The influx of sick patients took its toll on the system; claims increased dramatically, the outcome expected by anyone with an appreciation of the basic insights of economic thinking. Profitability predictably suffered, with insufficient enrollment from younger and healthier people. And this is even after accounting for the help of considerable subsidies to the insurers through the government’s reinsurance program, which delivered about $8 billion to insurance companies in 2014 alone (equal to about 20 percent of premiums paid that year).

Burdened with heavy losses (Aetna, for example, has lost north of $430 million since 2014), insurers must decide whether proceeding is a viable business option. According to the Kaiser Family Foundation’s Cynthia Cox, at least 23 companies plan to leave the market. And that figure is much higher—around 66, according to Cox—if measured on a state-by-state basis, as some companies, for instance, UnitedHealthcare and Aetna, are planning to leave multiple states.

This new reality of enfeebled competition is likely to endure, with market power further consolidated in the largest insurance firms. As the Mercatus Center’s Brian Blase writes, “[I]n 2017, the weighted average number of carriers participating in each county will be 2.9—a nearly 50% decline from 5.7 average carriers participating in each county in 2015.” Where health care reformers should have aimed at cultivating competition, liberalizing and deregulating both insurers and providers, they instead reduced the market to the few mega-firms able to survive the onerous new rules.
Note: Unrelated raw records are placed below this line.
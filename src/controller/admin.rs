use axum::{extract::State, http::StatusCode, response::IntoResponse, Json};
use tower_sessions::Session;

use crate::{
    controller::util::require_admin,
    data::{admin::AdminUserRepository, log::AdminLogRepository},
    error::{auth::AuthError, Error},
    model::{
        api::{AdminLoginDto, AdminUserDto, CreateAdminUserDto, ErrorDto, MessageDto},
        app::AppState,
        session::admin::SessionAdminId,
    },
};

pub static ADMIN_TAG: &str = "admin";

const BCRYPT_COST: u32 = 10;

/// Log an admin in with username and password
#[utoipa::path(
    post,
    path = "/api/admin/login",
    tag = ADMIN_TAG,
    responses(
        (status = 200, description = "Success when username and password are valid", body = AdminUserDto),
        (status = 401, description = "Invalid username or password", body = ErrorDto),
        (status = 500, description = "Internal server error", body = ErrorDto)
    ),
)]
pub async fn admin_login(
    State(state): State<AppState>,
    session: Session,
    Json(dto): Json<AdminLoginDto>,
) -> Result<impl IntoResponse, Error> {
    let admin_repository = AdminUserRepository::new(&state.db);

    let Some(admin) = admin_repository.find_by_username(&dto.username).await? else {
        return Err(AuthError::InvalidAdminCredentials.into());
    };

    if !bcrypt::verify(&dto.password, &admin.password)? {
        return Err(AuthError::InvalidAdminCredentials.into());
    }

    SessionAdminId::insert(&session, admin.id).await?;

    AdminLogRepository::new(&state.db)
        .create(&admin.username, "Logged in")
        .await?;

    tracing::info!("Admin {} logged in", admin.username);

    Ok((StatusCode::OK, Json(AdminUserDto::from(admin))).into_response())
}

/// Log the current admin out
#[utoipa::path(
    get,
    path = "/api/admin/logout",
    tag = ADMIN_TAG,
    responses(
        (status = 200, description = "Success when session is cleared", body = MessageDto),
        (status = 500, description = "Internal server error", body = ErrorDto)
    ),
)]
pub async fn admin_logout(
    State(state): State<AppState>,
    session: Session,
) -> Result<impl IntoResponse, Error> {
    if let Some(admin_id) = SessionAdminId::get(&session).await? {
        if let Some(admin) = AdminUserRepository::new(&state.db).get_by_id(admin_id).await? {
            AdminLogRepository::new(&state.db)
                .create(&admin.username, "Logged out")
                .await?;
        }
    }

    session.clear().await;

    Ok((
        StatusCode::OK,
        Json(MessageDto {
            message: "Logged out".to_string(),
        }),
    )
        .into_response())
}

/// Create a new admin user
#[utoipa::path(
    post,
    path = "/api/admin/users",
    tag = ADMIN_TAG,
    responses(
        (status = 200, description = "Success when admin user was created", body = AdminUserDto),
        (status = 401, description = "Not logged in", body = ErrorDto),
        (status = 500, description = "Internal server error", body = ErrorDto)
    ),
)]
pub async fn create_admin_user(
    State(state): State<AppState>,
    session: Session,
    Json(dto): Json<CreateAdminUserDto>,
) -> Result<impl IntoResponse, Error> {
    let acting_admin = require_admin(&state, &session).await?;

    let password_hash = bcrypt::hash(&dto.password, BCRYPT_COST)?;

    let admin = AdminUserRepository::new(&state.db)
        .create(&dto.username, &password_hash, &dto.role)
        .await?;

    AdminLogRepository::new(&state.db)
        .create(
            &acting_admin.username,
            &format!("Created admin user {}", admin.username),
        )
        .await?;

    Ok((StatusCode::OK, Json(AdminUserDto::from(admin))).into_response())
}

/// List all admin users
#[utoipa::path(
    get,
    path = "/api/admin/users",
    tag = ADMIN_TAG,
    responses(
        (status = 200, description = "Success when retrieving admin users", body = Vec<AdminUserDto>),
        (status = 401, description = "Not logged in", body = ErrorDto),
        (status = 500, description = "Internal server error", body = ErrorDto)
    ),
)]
pub async fn get_admin_users(
    State(state): State<AppState>,
    session: Session,
) -> Result<impl IntoResponse, Error> {
    require_admin(&state, &session).await?;

    let admins = AdminUserRepository::new(&state.db).list().await?;

    let admin_dtos: Vec<AdminUserDto> = admins.into_iter().map(AdminUserDto::from).collect();

    Ok((StatusCode::OK, Json(admin_dtos)).into_response())
}
//! Error types for the matric admission server.
//!
//! Domain-specific error enums (allocation, credentials, payments, auth,
//! configuration) are aggregated into a single [`Error`] type. All errors
//! implement `IntoResponse` so axum handlers can return them directly, and
//! `retry.rs` classifies which failures are worth retrying with backoff.

pub mod allocation;
pub mod auth;
pub mod config;
pub mod credential;
pub mod payment;
pub mod retry;

use axum::{
    http::StatusCode,
    response::{IntoResponse, Response},
    Json,
};
use thiserror::Error;

use crate::{
    error::{
        allocation::AllocationError, auth::AuthError, config::ConfigError,
        credential::CredentialError, payment::PaymentError,
    },
    model::api::ErrorDto,
};

/// Main error type for the admission server.
///
/// Aggregates all domain-specific error types and external library errors into
/// a single unified error. `#[from]` conversions let handlers and services use
/// the `?` operator throughout; the `IntoResponse` implementation maps each
/// variant to the appropriate HTTP response.
#[derive(Error, Debug)]
pub enum Error {
    /// Configuration error (missing or invalid environment variables).
    #[error(transparent)]
    ConfigError(#[from] ConfigError),
    /// Session or credential validation error.
    #[error(transparent)]
    AuthError(#[from] AuthError),
    /// House placement error (no eligible houses, all houses full).
    #[error(transparent)]
    AllocationError(#[from] AllocationError),
    /// Credential issuance error (unknown candidate, SMS delivery failure).
    #[error(transparent)]
    CredentialError(#[from] CredentialError),
    /// Payment lifecycle error (unknown reference, unknown index number).
    #[error(transparent)]
    PaymentError(#[from] PaymentError),
    /// Unknown candidate index number.
    #[error("Candidate with index number {0:?} not found")]
    CandidateNotFound(String),
    /// Parse error (failed to parse a value from string or other format).
    #[error("Failed to parse value: {0:?}")]
    ParseError(String),
    /// Internal error indicating a bug in matric's code.
    #[error("Internal error with matric's code, this indicates a bug: {0:?}")]
    InternalError(String),
    /// Hubtel API error (checkout, transaction status, SMS delivery).
    #[error(transparent)]
    HubtelError(#[from] crate::hubtel::HubtelError),
    /// Database error (query failures, connection issues, constraint violations).
    #[error(transparent)]
    DbErr(#[from] sea_orm::DbErr),
    /// Session error (session retrieval, storage, serialization).
    #[error(transparent)]
    SessionError(#[from] tower_sessions::session::Error),
    /// PIN/password hashing error.
    #[error(transparent)]
    BcryptError(#[from] bcrypt::BcryptError),
}

impl IntoResponse for Error {
    fn into_response(self) -> Response {
        match self {
            Self::ConfigError(err) => err.into_response(),
            Self::AuthError(err) => err.into_response(),
            Self::AllocationError(err) => err.into_response(),
            Self::CredentialError(err) => err.into_response(),
            Self::PaymentError(err) => err.into_response(),
            Self::CandidateNotFound(index_number) => {
                tracing::debug!("Candidate with index number {:?} not found", index_number);

                (
                    StatusCode::NOT_FOUND,
                    Json(ErrorDto {
                        error: "Candidate not found".to_string(),
                    }),
                )
                    .into_response()
            }
            err => InternalServerError(err).into_response(),
        }
    }
}

/// Wrapper type for converting any displayable error into a 500 response.
///
/// Logs the full error for diagnostics but returns a generic message to the
/// client so implementation detail never leaks into API responses.
pub struct InternalServerError<E>(pub E);

impl<E: std::fmt::Display> IntoResponse for InternalServerError<E> {
    fn into_response(self) -> Response {
        tracing::error!("{}", self.0);

        (
            StatusCode::INTERNAL_SERVER_ERROR,
            Json(ErrorDto {
                error: "An error occurred".to_string(),
            }),
        )
            .into_response()
    }
}
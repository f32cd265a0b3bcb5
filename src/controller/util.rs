use tower_sessions::Session;

use crate::{
    data::admin::AdminUserRepository,
    error::{auth::AuthError, Error},
    model::{app::AppState, session::admin::SessionAdminId},
};

/// Resolves the admin user behind the current session, failing with a 401
/// when no admin is logged in.
pub async fn require_admin(
    state: &AppState,
    session: &Session,
) -> Result<entity::admin_user::Model, Error> {
    let Some(admin_id) = SessionAdminId::get(session).await? else {
        return Err(AuthError::AdminNotInSession.into());
    };

    let Some(admin) = AdminUserRepository::new(&state.db).get_by_id(admin_id).await? else {
        // Clear session for admin not found in database
        session.clear().await;

        tracing::warn!(
            "Failed to find admin ID {} in database despite having an active session;
            cleared session for admin, they will need to relog to fix",
            admin_id
        );

        return Err(AuthError::AdminNotInDatabase(admin_id).into());
    };

    Ok(admin)
}
use sea_orm::DatabaseConnection;

use crate::{hubtel, model::rate_limit::StatusCheckLimiter};

/// Application fee in GHS used when no explicit amount is configured.
pub const DEFAULT_APPLICATION_FEE: f64 = 150.0;

#[derive(Clone)]
pub struct AppState {
    pub db: DatabaseConnection,
    pub hubtel: hubtel::Client,
    /// Process-scoped guard for payment status polling; created once at
    /// startup, never persisted.
    pub status_checks: StatusCheckLimiter,
    pub application_fee: f64,
}

impl From<(DatabaseConnection, hubtel::Client)> for AppState {
    fn from((db, hubtel): (DatabaseConnection, hubtel::Client)) -> Self {
        Self {
            db,
            hubtel,
            status_checks: StatusCheckLimiter::default(),
            application_fee: DEFAULT_APPLICATION_FEE,
        }
    }
}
The insurance model for providing health care has always been problematic, afflicted with basic incentives problems. Because the consumer of medical services, prescription drugs, tests, and devices is not the payer, he has powerful incentives to over-consume these goods and services, insulated from ordinary concerns about price. Quite rationally, the consumer seeks to get as much as he can out of his premium payments. Obamacare has aggravated this old problem by preventing insurance from fulfilling its defining role of protecting the policyholder from events that may not ever come to pass and pricing risk using all available information. Health insurance has become something very different, entitling its beneficiary to an almost unlimited menu of services, now in a market that tells insurers they cannot consider an applicant’s health status. Each additional layer of rules further attenuates the price signal, thereby scrambling or obscuring the important information it contains.
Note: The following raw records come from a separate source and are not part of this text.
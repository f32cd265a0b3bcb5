//! Tests for HTTP controller endpoints, calling handlers directly with a
//! test state and session.

mod admin;
mod auth;
mod voucher;
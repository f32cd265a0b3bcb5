use sea_orm_migration::{prelude::*, schema::*};

#[derive(DeriveMigrationName)]
pub struct Migration;

#[async_trait::async_trait]
impl MigrationTrait for Migration {
    async fn up(&self, manager: &SchemaManager) -> Result<(), DbErr> {
        manager
            .create_table(
                Table::create()
                    .table(CandidateLog::Table)
                    .if_not_exists()
                    .col(pk_auto(CandidateLog::Id))
                    .col(string(CandidateLog::Name))
                    .col(string(CandidateLog::ActivityDetails))
                    .col(timestamp(CandidateLog::TimeIn))
                    .col(timestamp_null(CandidateLog::TimeOut))
                    .to_owned(),
            )
            .await?;

        Ok(())
    }

    async fn down(&self, manager: &SchemaManager) -> Result<(), DbErr> {
        manager
            .drop_table(Table::drop().table(CandidateLog::Table).to_owned())
            .await?;

        Ok(())
    }
}

#[derive(DeriveIden)]
pub enum CandidateLog {
    Table,
    Id,
    Name,
    ActivityDetails,
    TimeIn,
    TimeOut,
}
use axum::{
    http::StatusCode,
    response::{IntoResponse, Response},
    Json,
};
use thiserror::Error;

use crate::model::api::ErrorDto;

#[derive(Error, Debug)]
pub enum CredentialError {
    #[error("Candidate with index number {0:?} not found")]
    CandidateNotFound(String),
    #[error("Candidate with index number {0:?} has not paid the application fee")]
    FeeNotPaid(String),
    #[error("Candidate with index number {0:?} has no serial number to recover a PIN for")]
    NoSerialIssued(String),
    #[error("Candidate with index number {0:?} has no phone number on record")]
    NoPhoneNumber(String),
    #[error("SMS delivery failed for index number {0:?}")]
    SmsDeliveryFailed(String),
}

impl IntoResponse for CredentialError {
    fn into_response(self) -> Response {
        let (status, message) = match &self {
            Self::CandidateNotFound(_) => {
                (StatusCode::NOT_FOUND, "Candidate not found".to_string())
            }
            Self::FeeNotPaid(_) => (
                StatusCode::BAD_REQUEST,
                "Application fee has not been paid".to_string(),
            ),
            Self::NoSerialIssued(_) => (
                StatusCode::BAD_REQUEST,
                "No credentials have been issued for this index number".to_string(),
            ),
            Self::NoPhoneNumber(_) => (
                StatusCode::BAD_REQUEST,
                "No phone number on record for this index number".to_string(),
            ),
            Self::SmsDeliveryFailed(_) => (
                StatusCode::INTERNAL_SERVER_ERROR,
                "Failed to send credentials by SMS, please try again".to_string(),
            ),
        };

        tracing::debug!("{}", self);

        (status, Json(ErrorDto { error: message })).into_response()
    }
}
For genuinely making health care more affordable, which assumedly implies a serious reduction in health care costs, one could hardly imagine a worse system, one more ill-fitted to its stated goal. The goal of affordable health care is not something that can be brought about by fiat, wished into existence by politicians eager to prove to voters that they took action—some action, however incoherent. Politicians have a knack for neglecting to consider even the faintest possibility that their pet legislative endeavors might have unintended consequences, sure of their ability to alter basic laws of economics and human action. One need not account for incentives in an imagined world where the state is not a mere group of individuals, but a worker of miracles.

The disastrous failure of the Affordable Care Act to perform as its proponents expected is damning to anti-competitive market intervention and manipulation in general. Only a free market in which providers actively compete on quality and price can pull the U.S. health care system out of the status quo’s fetid morass of monopoly. This means allowing competition across state (and even national) lines, encouraging experimentation, and scrapping outmoded regulations based on mistaken economic assumptions. The truest populist challenge to the state-corporate nexus of politicians and special interests is the free market. It’s time we gave it a try.